### EXERCISE MATERIAL
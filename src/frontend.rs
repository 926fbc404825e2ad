use crate::{
    config::SiteConfig,
    hooks::{
        use_active_section, use_counter, use_debounce, use_hover_delay, use_in_view,
        use_local_storage, use_parallax, use_pointer, use_scroll_progress, use_scrolled,
        use_section_navigator, use_typing, use_window_size, PointerOrigin,
    },
    latch::InViewOptions,
    logging::{self, log_event, LogLevel},
    typing::DEFAULT_TYPING_SPEED_MS,
};
use serde::{Deserialize, Serialize};
use serde_json::json;
use web_sys::window;
use yew::prelude::*;

const THEME_KEY: &str = "studio-theme";
const SECTIONS: &[&str] = &["home", "portfolio", "about", "contact"];
const HERO_TAGLINE: &str = "We animate worlds players never want to leave.";
const HERO_PARALLAX_SPEED: f64 = 0.3;
const RESIZE_SETTLE_MS: u32 = 150;
const CARD_HOVER_ENTER_MS: u32 = 120;
const CARD_HOVER_LEAVE_MS: u32 = 60;

#[derive(Clone, Copy, PartialEq, Eq, Serialize, Deserialize)]
#[serde(rename_all = "lowercase")]
enum Theme {
    Light,
    Dark,
}

impl Theme {
    fn as_str(self) -> &'static str {
        match self {
            Self::Light => "light",
            Self::Dark => "dark",
        }
    }

    fn toggled(self) -> Self {
        match self {
            Self::Light => Self::Dark,
            Self::Dark => Self::Light,
        }
    }

    fn toggle_label(self) -> String {
        let next = self.toggled().as_str();
        format!("Switch to {next} theme")
    }
}

fn system_theme() -> Theme {
    let prefers_dark = window()
        .and_then(|w| w.match_media("(prefers-color-scheme: dark)").ok().flatten())
        .map(|mq| mq.matches())
        .unwrap_or(false);

    if prefers_dark {
        Theme::Dark
    } else {
        Theme::Light
    }
}

fn apply_theme(theme: Theme) {
    if let Some(root) = window()
        .and_then(|w| w.document())
        .and_then(|d| d.document_element())
    {
        let _ = root.set_attribute("data-theme", theme.as_str());
    }
}

fn nav_label(section: &str) -> &'static str {
    match section {
        "home" => "Home",
        "portfolio" => "Portfolio",
        "about" => "About",
        "contact" => "Contact",
        _ => "",
    }
}

#[derive(Properties, PartialEq)]
struct NavbarProps {
    config: SiteConfig,
    theme: Theme,
    on_toggle_theme: Callback<()>,
}

#[function_component(Navbar)]
fn navbar(props: &NavbarProps) -> Html {
    let nav_ref = use_node_ref();
    let glow = use_pointer(PointerOrigin::Element(nav_ref.clone()));
    let scrolled = use_scrolled(props.config.scrolled_threshold_px);
    let active = use_active_section(SECTIONS, props.config.section_reference_px);
    let navigate = use_section_navigator(props.config.header_offset_px);
    let menu_open = use_state(|| false);

    let on_toggle_menu = {
        let menu_open = menu_open.clone();
        Callback::from(move |_: MouseEvent| menu_open.set(!*menu_open))
    };

    let glow_style = format!("--glow-x: {:.1}px; --glow-y: {:.1}px;", glow.x, glow.y);
    let on_toggle_theme = props.on_toggle_theme.reform(|_: MouseEvent| ());

    html! {
        <nav
            ref={nav_ref}
            class={classes!("navbar", scrolled.then_some("is-scrolled"), menu_open.then_some("menu-open"))}
            style={glow_style}
        >
            <span class="brand">{"Pixel Forge Studio"}</span>
            <ul class="nav-links">
                { for SECTIONS.iter().map(|section| {
                    let is_active = active.as_deref() == Some(*section);
                    let onclick = {
                        let navigate = navigate.clone();
                        let menu_open = menu_open.clone();
                        let section = AttrValue::from(*section);
                        Callback::from(move |_: MouseEvent| {
                            navigate.emit(section.clone());
                            menu_open.set(false);
                        })
                    };
                    html! {
                        <li>
                            <button
                                type="button"
                                class={classes!("nav-link", is_active.then_some("is-active"))}
                                aria-current={is_active.then_some("true")}
                                onclick={onclick}
                            >
                                {nav_label(section)}
                            </button>
                        </li>
                    }
                }) }
            </ul>
            <button
                class="theme-toggle"
                type="button"
                aria-label={props.theme.toggle_label()}
                onclick={on_toggle_theme}
            />
            <button
                class="menu-toggle"
                type="button"
                aria-expanded={(*menu_open).to_string()}
                onclick={on_toggle_menu}
            >
                {"Menu"}
            </button>
        </nav>
    }
}

#[function_component(ScrollProgressBar)]
fn scroll_progress_bar() -> Html {
    let progress = use_scroll_progress();
    let style = format!("transform: scaleX({progress:.4});");

    html! { <div class="scroll-progress" style={style} aria-hidden="true" /> }
}

#[function_component(Hero)]
fn hero() -> Html {
    let tilt = use_pointer(PointerOrigin::Viewport);
    let (backdrop_ref, parallax) = use_parallax(HERO_PARALLAX_SPEED);
    let tagline = use_typing(AttrValue::from(HERO_TAGLINE), DEFAULT_TYPING_SPEED_MS, 400);

    let backdrop_style = format!("transform: translateY({parallax:.1}px);");
    let title_style = format!(
        "transform: rotateY({:.2}deg) rotateX({:.2}deg);",
        tilt.x * 6.0,
        -tilt.y * 6.0
    );

    html! {
        <section id="home" class="hero">
            <div ref={backdrop_ref} class="hero-backdrop" style={backdrop_style} aria-hidden="true" />
            <h1 style={title_style}>{"Pixel Forge Studio"}</h1>
            <p class={classes!("hero-tagline", tagline.is_complete.then_some("is-complete"))}>
                {tagline.display_text.clone()}
            </p>
        </section>
    }
}

#[derive(Properties, PartialEq)]
struct StatProps {
    target: i64,
    label: AttrValue,
    duration_ms: f64,
    #[prop_or_default]
    suffix: AttrValue,
}

#[function_component(Stat)]
fn stat(props: &StatProps) -> Html {
    let (node, in_view) = use_in_view(InViewOptions::default().with_threshold(0.5));
    let value = use_counter(if in_view { props.target } else { 0 }, props.duration_ms, 0);

    html! {
        <div ref={node} class="stat">
            <span class="stat-value">{value}{props.suffix.clone()}</span>
            <span class="stat-label">{props.label.clone()}</span>
        </div>
    }
}

#[derive(Properties, PartialEq)]
struct RevealProps {
    #[prop_or_default]
    class: Classes,
    children: Html,
}

#[function_component(Reveal)]
fn reveal(props: &RevealProps) -> Html {
    let (node, in_view) =
        use_in_view(InViewOptions::default().with_root_margin("0px 0px -10% 0px"));

    html! {
        <div
            ref={node}
            class={classes!("reveal", props.class.clone(), in_view.then_some("is-visible"))}
        >
            {props.children.clone()}
        </div>
    }
}

#[derive(Properties, PartialEq)]
struct ProjectCardProps {
    title: AttrValue,
    genre: AttrValue,
    summary: AttrValue,
}

#[function_component(ProjectCard)]
fn project_card(props: &ProjectCardProps) -> Html {
    let hover = use_hover_delay(CARD_HOVER_ENTER_MS, CARD_HOVER_LEAVE_MS);

    html! {
        <article
            class={classes!("project-card", hover.hovered.then_some("is-hovered"))}
            onmouseenter={hover.onmouseenter.clone()}
            onmouseleave={hover.onmouseleave.clone()}
        >
            <h3>{props.title.clone()}</h3>
            <p class="muted">{props.genre.clone()}</p>
            <p class="project-summary">{props.summary.clone()}</p>
        </article>
    }
}

#[function_component(TechOrbit)]
fn tech_orbit() -> Html {
    let size = use_window_size();
    let settled = use_debounce(size, RESIZE_SETTLE_MS);
    let radius = (settled.width.min(settled.height) * 0.18).clamp(80.0, 220.0);
    let tools = ["Unreal", "Unity", "Blender", "Houdini", "Spine", "Rust"];
    let step = 360.0 / tools.len() as f64;

    html! {
        <div class="tech-orbit" aria-label="Tools we use">
            { for tools.iter().enumerate().map(|(index, tool)| {
                let style = format!(
                    "transform: rotate({angle:.1}deg) translateX({radius:.1}px) rotate(-{angle:.1}deg);",
                    angle = step * index as f64,
                );
                html! { <span class="orbit-item" style={style}>{*tool}</span> }
            }) }
        </div>
    }
}

#[derive(Properties, PartialEq)]
struct AppProps {
    config: SiteConfig,
}

#[function_component(App)]
fn app(props: &AppProps) -> Html {
    let theme = use_local_storage(THEME_KEY, system_theme);
    let config = props.config;
    let duration_ms = config.counter_duration_ms;

    {
        use_effect_with(theme.value(), move |theme| {
            apply_theme(*theme);
            || ()
        });
    }

    let on_toggle_theme = {
        let theme = theme.clone();
        Callback::from(move |_: ()| theme.set(theme.value().toggled()))
    };

    html! {
        <>
            <ScrollProgressBar />
            <Navbar config={config} theme={theme.value()} on_toggle_theme={on_toggle_theme} />
            <main>
                <Hero />

                <section class="stats" aria-label="Studio numbers">
                    <Stat target={500} label="animations shipped" suffix="+" duration_ms={duration_ms} />
                    <Stat target={48} label="titles credited" duration_ms={duration_ms} />
                    <Stat target={12} label="years in games" duration_ms={duration_ms} />
                    <Stat target={98} label="client retention" suffix="%" duration_ms={duration_ms} />
                </section>

                <section id="portfolio" class="section-block">
                    <Reveal><h2>{"Portfolio"}</h2></Reveal>
                    <div class="project-grid">
                        <ProjectCard title="Ember Tide" genre="Action RPG" summary="Creature rigs and combat cinematics." />
                        <ProjectCard title="Neon Drift" genre="Arcade racer" summary="Vehicle FX and UI motion." />
                        <ProjectCard title="Hollow Crown" genre="Soulslike" summary="Boss locomotion and finishers." />
                    </div>
                </section>

                <section id="about" class="section-block">
                    <Reveal><h2>{"About"}</h2></Reveal>
                    <Reveal class="timeline">
                        <ol>
                            <li>{"2013: founded as a two-person mocap shop"}</li>
                            <li>{"2018: first AAA cinematic contract"}</li>
                            <li>{"2024: real-time pipeline for live-service titles"}</li>
                        </ol>
                    </Reveal>
                    <TechOrbit />
                </section>

                <section id="contact" class="section-block">
                    <Reveal>
                        <h2>{"Contact"}</h2>
                        <p>{"hello@pixelforge.studio"}</p>
                    </Reveal>
                </section>
            </main>
            <footer class="site-footer">
                <p class="muted">{"Pixel Forge Studio"}</p>
            </footer>
        </>
    }
}

pub fn run() {
    let config = SiteConfig::from_build_env();
    logging::init(config.log_level);

    let Some(root) = window()
        .and_then(|w| w.document())
        .and_then(|d| d.get_element_by_id("app"))
    else {
        log_event(LogLevel::Warn, "mount_point_missing", json!({ "id": "app" }));
        return;
    };

    log_event(
        LogLevel::Debug,
        "site_mounting",
        json!({
            "scrolledThresholdPx": config.scrolled_threshold_px,
            "sectionReferencePx": config.section_reference_px,
            "headerOffsetPx": config.header_offset_px,
            "counterDurationMs": config.counter_duration_ms,
        }),
    );

    yew::Renderer::<App>::with_root_and_props(root, AppProps { config }).render();
}
const FALLBACK_VIEWPORT_WIDTH: f64 = 1280.0;
const FALLBACK_VIEWPORT_HEIGHT: f64 = 720.0;

#[derive(Clone, Copy, Debug, PartialEq)]
pub struct ViewportSize {
    pub width: f64,
    pub height: f64,
}

impl Default for ViewportSize {
    fn default() -> Self {
        Self {
            width: FALLBACK_VIEWPORT_WIDTH,
            height: FALLBACK_VIEWPORT_HEIGHT,
        }
    }
}

impl ViewportSize {
    pub fn from_dimensions(width: Option<f64>, height: Option<f64>) -> Self {
        let fallback = Self::default();

        Self {
            width: width.unwrap_or(fallback.width),
            height: height.unwrap_or(fallback.height),
        }
    }
}

#[cfg(target_arch = "wasm32")]
pub fn viewport_size() -> ViewportSize {
    let Some(win) = web_sys::window() else {
        return ViewportSize::default();
    };

    ViewportSize::from_dimensions(
        win.inner_width().ok().and_then(|value| value.as_f64()),
        win.inner_height().ok().and_then(|value| value.as_f64()),
    )
}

### TASK PROMPT
Set every line down again exactly. Begin with the first line of the entries and finish with the line containing "fn as_str(self) ->".

### WRITTEN ANSWER
filename src/frontend.rs
repository 926fbc404825e2ad
use crate::{
    config::SiteConfig,
    hooks::{
        use_active_section, use_counter, use_debounce, use_hover_delay, use_in_view,
        use_local_storage, use_parallax, use_pointer, use_scroll_progress, use_scrolled,
        use_section_navigator, use_typing, use_window_size, PointerOrigin,
    },
    latch::InViewOptions,
    logging::{self, log_event, LogLevel},
    typing::DEFAULT_TYPING_SPEED_MS,
};
use serde::{Deserialize, Serialize};
use serde_json::json;
use web_sys::window;
use yew::prelude::*;

const THEME_KEY: &str = "studio-theme";
const SECTIONS: &[&str] = &["home", "portfolio", "about", "contact"];
const HERO_TAGLINE: &str = "We animate worlds players never want to leave.";
const HERO_PARALLAX_SPEED: f64 = 0.3;
const RESIZE_SETTLE_MS: u32 = 150;
const CARD_HOVER_ENTER_MS: u32 = 120;
const CARD_HOVER_LEAVE_MS: u32 = 60;

#[derive(Clone, Copy, PartialEq, Eq, Serialize, Deserialize)]
#[serde(rename_all = "lowercase")]
enum Theme {
    Light,
    Dark,
}

impl Theme {
    fn as_str(self) -> &'static str {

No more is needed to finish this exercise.